▶ **YOUR GOAL**: Filter the entries below down to the lines that hold "Copy".

<<<<

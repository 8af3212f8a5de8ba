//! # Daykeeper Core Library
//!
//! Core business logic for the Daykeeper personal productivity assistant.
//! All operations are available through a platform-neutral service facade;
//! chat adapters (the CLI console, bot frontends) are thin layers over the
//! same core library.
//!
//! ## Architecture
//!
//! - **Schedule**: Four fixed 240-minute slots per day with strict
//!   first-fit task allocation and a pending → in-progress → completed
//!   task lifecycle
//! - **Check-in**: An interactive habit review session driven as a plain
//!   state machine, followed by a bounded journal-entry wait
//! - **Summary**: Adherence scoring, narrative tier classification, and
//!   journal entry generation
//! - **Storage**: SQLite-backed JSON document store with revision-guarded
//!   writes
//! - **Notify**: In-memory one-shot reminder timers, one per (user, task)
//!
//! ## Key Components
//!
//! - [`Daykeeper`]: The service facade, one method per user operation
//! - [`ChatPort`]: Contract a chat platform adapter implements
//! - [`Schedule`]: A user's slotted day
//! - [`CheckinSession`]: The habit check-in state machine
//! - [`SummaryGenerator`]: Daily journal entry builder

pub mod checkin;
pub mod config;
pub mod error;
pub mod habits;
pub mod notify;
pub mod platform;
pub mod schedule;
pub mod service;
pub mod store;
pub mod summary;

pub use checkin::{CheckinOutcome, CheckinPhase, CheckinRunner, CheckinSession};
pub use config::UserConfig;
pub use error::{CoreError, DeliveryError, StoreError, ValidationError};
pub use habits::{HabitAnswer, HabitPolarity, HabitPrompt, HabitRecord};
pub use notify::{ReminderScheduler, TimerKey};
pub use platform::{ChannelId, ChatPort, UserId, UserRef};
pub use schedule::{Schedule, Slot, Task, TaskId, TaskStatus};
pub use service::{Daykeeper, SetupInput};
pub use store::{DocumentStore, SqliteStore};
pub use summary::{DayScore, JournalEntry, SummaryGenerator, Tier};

>>>>
<<<<

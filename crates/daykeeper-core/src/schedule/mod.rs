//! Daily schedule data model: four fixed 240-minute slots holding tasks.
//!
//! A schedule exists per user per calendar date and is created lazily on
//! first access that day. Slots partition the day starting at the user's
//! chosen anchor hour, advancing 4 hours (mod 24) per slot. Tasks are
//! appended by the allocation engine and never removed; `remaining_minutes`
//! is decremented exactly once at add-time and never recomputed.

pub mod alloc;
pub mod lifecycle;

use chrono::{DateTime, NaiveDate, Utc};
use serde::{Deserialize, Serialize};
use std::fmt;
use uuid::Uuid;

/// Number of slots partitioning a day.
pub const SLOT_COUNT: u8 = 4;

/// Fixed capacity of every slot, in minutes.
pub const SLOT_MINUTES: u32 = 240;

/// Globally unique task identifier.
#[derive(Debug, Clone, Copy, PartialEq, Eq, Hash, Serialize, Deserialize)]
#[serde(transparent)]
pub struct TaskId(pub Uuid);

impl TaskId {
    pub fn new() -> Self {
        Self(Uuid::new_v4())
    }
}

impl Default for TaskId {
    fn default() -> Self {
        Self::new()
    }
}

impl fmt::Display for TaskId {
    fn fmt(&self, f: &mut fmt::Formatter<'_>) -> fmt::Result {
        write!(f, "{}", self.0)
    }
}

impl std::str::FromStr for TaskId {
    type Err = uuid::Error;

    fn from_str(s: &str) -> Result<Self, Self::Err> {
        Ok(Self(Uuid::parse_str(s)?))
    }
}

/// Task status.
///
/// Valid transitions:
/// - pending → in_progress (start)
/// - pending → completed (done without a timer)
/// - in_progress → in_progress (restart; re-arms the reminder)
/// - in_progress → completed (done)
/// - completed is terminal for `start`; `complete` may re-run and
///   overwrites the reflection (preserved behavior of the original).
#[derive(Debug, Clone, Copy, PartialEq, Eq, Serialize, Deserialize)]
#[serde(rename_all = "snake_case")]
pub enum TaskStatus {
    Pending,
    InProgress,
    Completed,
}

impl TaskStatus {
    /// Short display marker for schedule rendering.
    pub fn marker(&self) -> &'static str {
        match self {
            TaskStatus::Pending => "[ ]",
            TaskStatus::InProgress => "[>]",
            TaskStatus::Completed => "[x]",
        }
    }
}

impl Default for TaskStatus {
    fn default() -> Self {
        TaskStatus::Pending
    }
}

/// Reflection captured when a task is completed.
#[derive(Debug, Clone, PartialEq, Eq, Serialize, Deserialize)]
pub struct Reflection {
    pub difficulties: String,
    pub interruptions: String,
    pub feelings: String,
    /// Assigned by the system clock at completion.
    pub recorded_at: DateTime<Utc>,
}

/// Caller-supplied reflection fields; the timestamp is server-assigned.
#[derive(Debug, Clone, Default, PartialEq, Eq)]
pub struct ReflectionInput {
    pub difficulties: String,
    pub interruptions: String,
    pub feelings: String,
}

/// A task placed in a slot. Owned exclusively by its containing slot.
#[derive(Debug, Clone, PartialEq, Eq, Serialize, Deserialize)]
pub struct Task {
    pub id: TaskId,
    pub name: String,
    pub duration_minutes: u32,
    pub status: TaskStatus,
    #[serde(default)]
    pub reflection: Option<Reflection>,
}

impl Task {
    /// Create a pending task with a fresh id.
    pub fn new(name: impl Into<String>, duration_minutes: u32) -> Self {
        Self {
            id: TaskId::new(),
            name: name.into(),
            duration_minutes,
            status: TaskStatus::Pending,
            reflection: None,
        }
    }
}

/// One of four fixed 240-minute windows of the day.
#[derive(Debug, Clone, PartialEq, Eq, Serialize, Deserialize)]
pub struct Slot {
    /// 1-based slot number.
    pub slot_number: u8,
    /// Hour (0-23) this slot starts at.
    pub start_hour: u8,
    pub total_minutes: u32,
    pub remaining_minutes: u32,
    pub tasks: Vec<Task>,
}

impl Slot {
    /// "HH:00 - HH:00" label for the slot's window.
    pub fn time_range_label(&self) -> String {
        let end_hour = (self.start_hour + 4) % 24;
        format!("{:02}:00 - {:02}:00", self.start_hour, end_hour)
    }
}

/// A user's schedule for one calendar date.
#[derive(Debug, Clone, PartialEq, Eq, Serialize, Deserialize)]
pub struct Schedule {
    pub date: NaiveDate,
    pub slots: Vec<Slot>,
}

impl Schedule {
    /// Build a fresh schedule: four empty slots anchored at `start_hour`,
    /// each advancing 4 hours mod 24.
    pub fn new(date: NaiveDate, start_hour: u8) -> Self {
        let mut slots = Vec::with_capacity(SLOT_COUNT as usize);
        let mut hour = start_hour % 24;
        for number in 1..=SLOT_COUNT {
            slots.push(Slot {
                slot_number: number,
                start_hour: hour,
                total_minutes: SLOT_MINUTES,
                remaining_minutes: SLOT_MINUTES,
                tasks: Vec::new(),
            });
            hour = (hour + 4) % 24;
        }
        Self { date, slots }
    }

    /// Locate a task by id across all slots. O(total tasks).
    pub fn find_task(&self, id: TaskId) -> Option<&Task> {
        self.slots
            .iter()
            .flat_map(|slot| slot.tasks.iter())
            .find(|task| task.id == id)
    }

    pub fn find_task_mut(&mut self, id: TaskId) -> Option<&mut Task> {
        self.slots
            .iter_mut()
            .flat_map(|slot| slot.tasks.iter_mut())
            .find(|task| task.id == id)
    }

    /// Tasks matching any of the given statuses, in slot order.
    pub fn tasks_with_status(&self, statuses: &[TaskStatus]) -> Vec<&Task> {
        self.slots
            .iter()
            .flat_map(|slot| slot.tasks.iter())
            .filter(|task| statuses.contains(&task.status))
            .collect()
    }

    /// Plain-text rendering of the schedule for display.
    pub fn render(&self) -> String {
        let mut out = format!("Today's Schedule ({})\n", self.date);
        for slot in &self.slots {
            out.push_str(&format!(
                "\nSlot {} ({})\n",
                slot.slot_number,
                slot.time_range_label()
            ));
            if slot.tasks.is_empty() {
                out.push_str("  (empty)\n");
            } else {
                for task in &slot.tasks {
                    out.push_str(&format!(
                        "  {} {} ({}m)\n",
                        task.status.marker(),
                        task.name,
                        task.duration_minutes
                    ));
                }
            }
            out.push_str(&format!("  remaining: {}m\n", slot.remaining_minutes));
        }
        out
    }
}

>>>>

▶ **RESULT**:
#[derive(Debug, Clone, Copy, PartialEq, Eq, Hash, Serialize, Deserialize)]
#[derive(Debug, Clone, Copy, PartialEq, Eq, Serialize, Deserialize)]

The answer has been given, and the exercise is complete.